Just a few months after we first met in London as a team to discuss global surgery, I had the opportunity to visit NICST in Sri Lanka where I was hosted by Abi Beane, (Nurse researcher, Mahidol Oxford Research Unit and PhD candidate AMC) and the NICST team. I was excited about the prospect of meeting the team behind the great work done at NICST and hopeful of the opportunities to learn, network and collaborate through future development of partnerships between CAPOM and NICST. Essentially a fact-finding opportunity with the added benefits of observing/ taking part in the simulation courses being run while I was there.
Day 1 – Wed 16th August 2017
I was welcomed in to observe the continued training and development process for a trauma simulation course run by pre-interns for senior doctors. I then sat in on and took part in debriefs/troubleshooting. Having a trauma anaesthesia background and working clinically as a senior member of a trauma team in the past, I was able to help build confidence in the observed work simply by encouraging, drawing parallels and providing a different perspective. I took photos and video footage to later share. I also encouraged development and feedback amongst the interns I met with a positive response.
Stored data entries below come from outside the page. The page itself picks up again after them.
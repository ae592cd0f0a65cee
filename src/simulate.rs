/// Daily tile simulation.
///
/// - `simulate_tile()`: one tile class on one day → `WaterBalance`
///
/// Routing follows the runoff decision tree: BMP treatments infiltrate
/// at their design capacity, built covers under light rain use the
/// small-storm regression, everything else uses the NRCS equation.
use crate::balance::WaterBalance;
use crate::error::Tr55Result;
use crate::forcing::DayForcing;
use crate::runoff::{runoff_nrcs, runoff_pitt, SMALL_STORM_CEILING};
use crate::tables::Tables;
use crate::tile::{LandUse, Tile};

/// Resolve the day's forcing to a (precipitation, evapotranspiration)
/// pair for this cover, both in inches.
fn resolve_forcing(
    tables: &Tables,
    forcing: DayForcing,
    land_use: LandUse,
) -> Tr55Result<(f64, f64)> {
    match forcing {
        DayForcing::Date(date) => Ok((
            tables.precipitation(date)?,
            tables.evapotranspiration(date, land_use)?,
        )),
        DayForcing::Direct { precip, et } => Ok((precip, et)),
    }
}

/// Simulate one tile class for one day.
///
/// With `pre_columbian` set, the land use is projected to its
/// pre-settlement baseline before anything else. A BMP tile therefore
/// simulates as mixed forest, not as its treatment.
///
/// Returns the day's water balance.
pub fn simulate_tile(
    tables: &Tables,
    forcing: DayForcing,
    tile: Tile,
    pre_columbian: bool,
) -> Tr55Result<WaterBalance> {
    // Step 1: project the cover when simulating pre-settlement conditions.
    let tile = if pre_columbian {
        tile.make_precolumbian()
    } else {
        tile
    };

    // Step 2: resolve the day's forcing for this cover.
    let (precip, et) = resolve_forcing(tables, forcing, tile.land_use)?;

    // Step 3: nothing moves on a dry day.
    if precip == 0.0 {
        return Ok(WaterBalance::zero());
    }

    // Step 4: BMP treatments infiltrate at their design capacity and
    // shed only the excess.
    if tile.land_use.is_bmp() {
        let infiltration = tables.bmp_infiltration(tile.soil, tile.land_use)?;
        let runoff = (precip - (et + infiltration)).max(0.0);
        return Ok(WaterBalance::new(runoff, et, infiltration));
    }

    // Step 5: pick the runoff method for the cover and storm depth.
    let runoff = if tile.land_use.is_built_type() && precip <= SMALL_STORM_CEILING {
        runoff_pitt(precip, tile.land_use)?
    } else {
        let curve_number = tables.curve_number(tile.soil, tile.land_use)?;
        runoff_nrcs(precip, curve_number)?
    };

    // Step 6: the soil takes whatever the day leaves over.
    let infiltration = (precip - (et + runoff)).max(0.0);
    Ok(WaterBalance::new(runoff, et, infiltration))
}
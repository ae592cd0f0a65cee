/// Daily forcing for a simulation step.
///
/// Callers either name a calendar date, in which case precipitation and
/// evapotranspiration come out of the sample-year tables, or supply the
/// two depths directly (both in inches over the day). Direct depths are
/// used as given, without any per-cover scaling.
use chrono::NaiveDate;

#[derive(Debug, Clone, Copy, PartialEq)]
pub enum DayForcing {
    /// Resolve forcing from the sample-year tables for this date.
    Date(NaiveDate),
    /// Explicit depths, bypassing the sample-year tables.
    Direct { precip: f64, et: f64 },
}

impl DayForcing {
    pub fn date(date: NaiveDate) -> Self {
        DayForcing::Date(date)
    }

    pub fn direct(precip: f64, et: f64) -> Self {
        DayForcing::Direct { precip, et }
    }
}
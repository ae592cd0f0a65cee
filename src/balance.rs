/// Daily water balance of a tile or an aggregated cell population.
///
/// The three components partition the day's precipitation. When the
/// rain covers the day's demands they sum to the precipitation depth;
/// on light-rain days the clamping at zero can leave the total above
/// it (a BMP still reports its full design infiltration, for example).
use serde::{Deserialize, Serialize};

#[derive(Debug, Clone, Copy, PartialEq, Serialize, Deserialize)]
pub struct WaterBalance {
    pub runoff: f64,       // surface runoff [in]
    pub et: f64,           // evapotranspiration [in]
    pub infiltration: f64, // infiltration into the soil [in]
}

impl WaterBalance {
    pub fn new(runoff: f64, et: f64, infiltration: f64) -> Self {
        Self {
            runoff,
            et,
            infiltration,
        }
    }

    pub fn zero() -> Self {
        Self::new(0.0, 0.0, 0.0)
    }

    /// Total depth accounted for by the three components.
    pub fn total(&self) -> f64 {
        self.runoff + self.et + self.infiltration
    }

    /// Accumulate `other` weighted by `weight`, componentwise.
    pub fn add_scaled(&mut self, other: &WaterBalance, weight: f64) {
        self.runoff += weight * other.runoff;
        self.et += weight * other.et;
        self.infiltration += weight * other.infiltration;
    }
}
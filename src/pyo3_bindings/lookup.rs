use chrono::NaiveDate;
use pyo3::exceptions::PyValueError;
use pyo3::prelude::*;

use super::to_py_err;
use crate::tables::{Pollutant, Tables};
use crate::tile::{LandUse, Soil};

fn parse_date(date: &str) -> PyResult<NaiveDate> {
    date.parse().map_err(|_| {
        PyValueError::new_err(format!("invalid date `{}`, expected YYYY-MM-DD", date))
    })
}

#[pyfunction]
fn precipitation(date: &str) -> PyResult<f64> {
    Tables::builtin()
        .precipitation(parse_date(date)?)
        .map_err(to_py_err)
}

#[pyfunction]
fn evapotranspiration(date: &str, land_use: &str) -> PyResult<f64> {
    let land_use: LandUse = land_use.parse().map_err(to_py_err)?;
    Tables::builtin()
        .evapotranspiration(parse_date(date)?, land_use)
        .map_err(to_py_err)
}

#[pyfunction]
fn curve_number(soil: &str, land_use: &str) -> PyResult<f64> {
    let soil: Soil = soil.parse().map_err(to_py_err)?;
    let land_use: LandUse = land_use.parse().map_err(to_py_err)?;
    Tables::builtin()
        .curve_number(soil, land_use)
        .map_err(to_py_err)
}

#[pyfunction]
fn bmp_infiltration(soil: &str, bmp: &str) -> PyResult<f64> {
    let soil: Soil = soil.parse().map_err(to_py_err)?;
    let bmp: LandUse = bmp.parse().map_err(to_py_err)?;
    Tables::builtin()
        .bmp_infiltration(soil, bmp)
        .map_err(to_py_err)
}

#[pyfunction]
fn pollutant_load(nlcd: u32, pollutant: &str) -> PyResult<f64> {
    let pollutant: Pollutant = pollutant.parse().map_err(to_py_err)?;
    Tables::builtin()
        .pollutant_load(nlcd, pollutant)
        .map_err(to_py_err)
}

#[pyfunction]
fn is_bmp(land_use: &str) -> PyResult<bool> {
    let land_use: LandUse = land_use.parse().map_err(to_py_err)?;
    Ok(land_use.is_bmp())
}

#[pyfunction]
fn is_area_bmp(land_use: &str) -> PyResult<bool> {
    let land_use: LandUse = land_use.parse().map_err(to_py_err)?;
    Ok(land_use.is_area_bmp())
}

#[pyfunction]
fn is_built_type(land_use: &str) -> PyResult<bool> {
    let land_use: LandUse = land_use.parse().map_err(to_py_err)?;
    Ok(land_use.is_built_type())
}

#[pyfunction]
fn make_precolumbian(land_use: &str) -> PyResult<String> {
    let land_use: LandUse = land_use.parse().map_err(to_py_err)?;
    Ok(land_use.make_precolumbian().to_string())
}

pub fn register(parent: &Bound<'_, PyModule>) -> PyResult<()> {
    let py = parent.py();
    let m = PyModule::new(py, "lookup")?;
    m.add_function(wrap_pyfunction!(precipitation, &m)?)?;
    m.add_function(wrap_pyfunction!(evapotranspiration, &m)?)?;
    m.add_function(wrap_pyfunction!(curve_number, &m)?)?;
    m.add_function(wrap_pyfunction!(bmp_infiltration, &m)?)?;
    m.add_function(wrap_pyfunction!(pollutant_load, &m)?)?;
    m.add_function(wrap_pyfunction!(is_bmp, &m)?)?;
    m.add_function(wrap_pyfunction!(is_area_bmp, &m)?)?;
    m.add_function(wrap_pyfunction!(is_built_type, &m)?)?;
    m.add_function(wrap_pyfunction!(make_precolumbian, &m)?)?;
    parent.add_submodule(&m)?;
    Ok(())
}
At the NICST office, I met Chaturani, the programme coordinator, who took me through the NICST website explaining the different projects. I met Dr Rasika, a newly qualified doctor who is working with NICST for his final internship. His work focuses on daily data collection and stakeholder engagement for the surgical registry in Sri Lanka. Established in 2015 in partnership with Professor Anuja Abayadeera and the College of Surgeons, Sri Lanka. This registry, live in 3 hospitals, and with over 1000 patients, helps provide real-time information on the quality of care and quality of recovery for patients undergoing major surgery www.nicst.com
Day 2 – Thursday 17th August 2017
An established acute skills course was held today and I joined the trainers to sit in on and get involved with the end of course debrief. Training is a major focus of the NICST project- using practical, clinically-focused training, informed by the frontline research to build knowledge, skills and capacity for QI with frontline teams.